Problem => Count how many lines below include the word "struct". Answer with a number only.

Provided data =>
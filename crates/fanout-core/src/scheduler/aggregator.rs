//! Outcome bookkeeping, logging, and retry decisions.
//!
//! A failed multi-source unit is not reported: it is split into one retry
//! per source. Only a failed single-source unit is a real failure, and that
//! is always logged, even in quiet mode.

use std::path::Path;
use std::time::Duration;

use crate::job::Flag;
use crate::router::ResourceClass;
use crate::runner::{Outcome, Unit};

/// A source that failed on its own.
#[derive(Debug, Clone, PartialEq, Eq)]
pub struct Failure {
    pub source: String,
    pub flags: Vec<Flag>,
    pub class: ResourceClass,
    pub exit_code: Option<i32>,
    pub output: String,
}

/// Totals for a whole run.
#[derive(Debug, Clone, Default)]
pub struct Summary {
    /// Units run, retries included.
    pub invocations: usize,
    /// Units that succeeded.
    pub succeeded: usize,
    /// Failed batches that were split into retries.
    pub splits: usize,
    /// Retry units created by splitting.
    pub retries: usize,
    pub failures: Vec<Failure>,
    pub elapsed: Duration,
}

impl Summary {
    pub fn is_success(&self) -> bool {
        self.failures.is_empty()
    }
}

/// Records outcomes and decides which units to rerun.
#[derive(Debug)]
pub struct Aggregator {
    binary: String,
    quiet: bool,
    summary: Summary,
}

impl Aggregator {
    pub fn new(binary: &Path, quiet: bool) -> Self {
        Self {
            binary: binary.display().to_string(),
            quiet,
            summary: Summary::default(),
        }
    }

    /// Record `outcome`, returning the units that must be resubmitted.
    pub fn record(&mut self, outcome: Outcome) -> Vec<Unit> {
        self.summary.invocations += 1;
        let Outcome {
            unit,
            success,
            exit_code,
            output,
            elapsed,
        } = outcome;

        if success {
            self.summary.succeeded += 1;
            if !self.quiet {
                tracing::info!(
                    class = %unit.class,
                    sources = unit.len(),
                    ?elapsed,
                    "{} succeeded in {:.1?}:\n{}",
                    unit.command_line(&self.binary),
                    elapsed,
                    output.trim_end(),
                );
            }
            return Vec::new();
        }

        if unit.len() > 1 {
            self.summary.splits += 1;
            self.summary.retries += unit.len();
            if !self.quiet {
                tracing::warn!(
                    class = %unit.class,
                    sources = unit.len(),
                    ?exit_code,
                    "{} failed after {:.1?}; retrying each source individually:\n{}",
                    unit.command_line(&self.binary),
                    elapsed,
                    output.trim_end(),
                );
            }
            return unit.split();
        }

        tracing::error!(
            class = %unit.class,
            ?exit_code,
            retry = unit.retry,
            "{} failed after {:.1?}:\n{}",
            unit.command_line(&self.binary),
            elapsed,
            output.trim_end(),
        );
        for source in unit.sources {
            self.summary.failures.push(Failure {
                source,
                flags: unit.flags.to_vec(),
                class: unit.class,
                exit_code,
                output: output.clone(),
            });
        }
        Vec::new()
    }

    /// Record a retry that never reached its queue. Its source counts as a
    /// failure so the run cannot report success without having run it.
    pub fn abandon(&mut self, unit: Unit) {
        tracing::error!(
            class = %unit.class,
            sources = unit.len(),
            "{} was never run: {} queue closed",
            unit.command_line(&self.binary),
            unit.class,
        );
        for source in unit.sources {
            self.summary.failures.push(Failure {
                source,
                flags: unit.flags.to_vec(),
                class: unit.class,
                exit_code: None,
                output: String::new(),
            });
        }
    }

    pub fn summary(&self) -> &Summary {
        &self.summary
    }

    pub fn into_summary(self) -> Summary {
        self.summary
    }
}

Response for this exercise => 3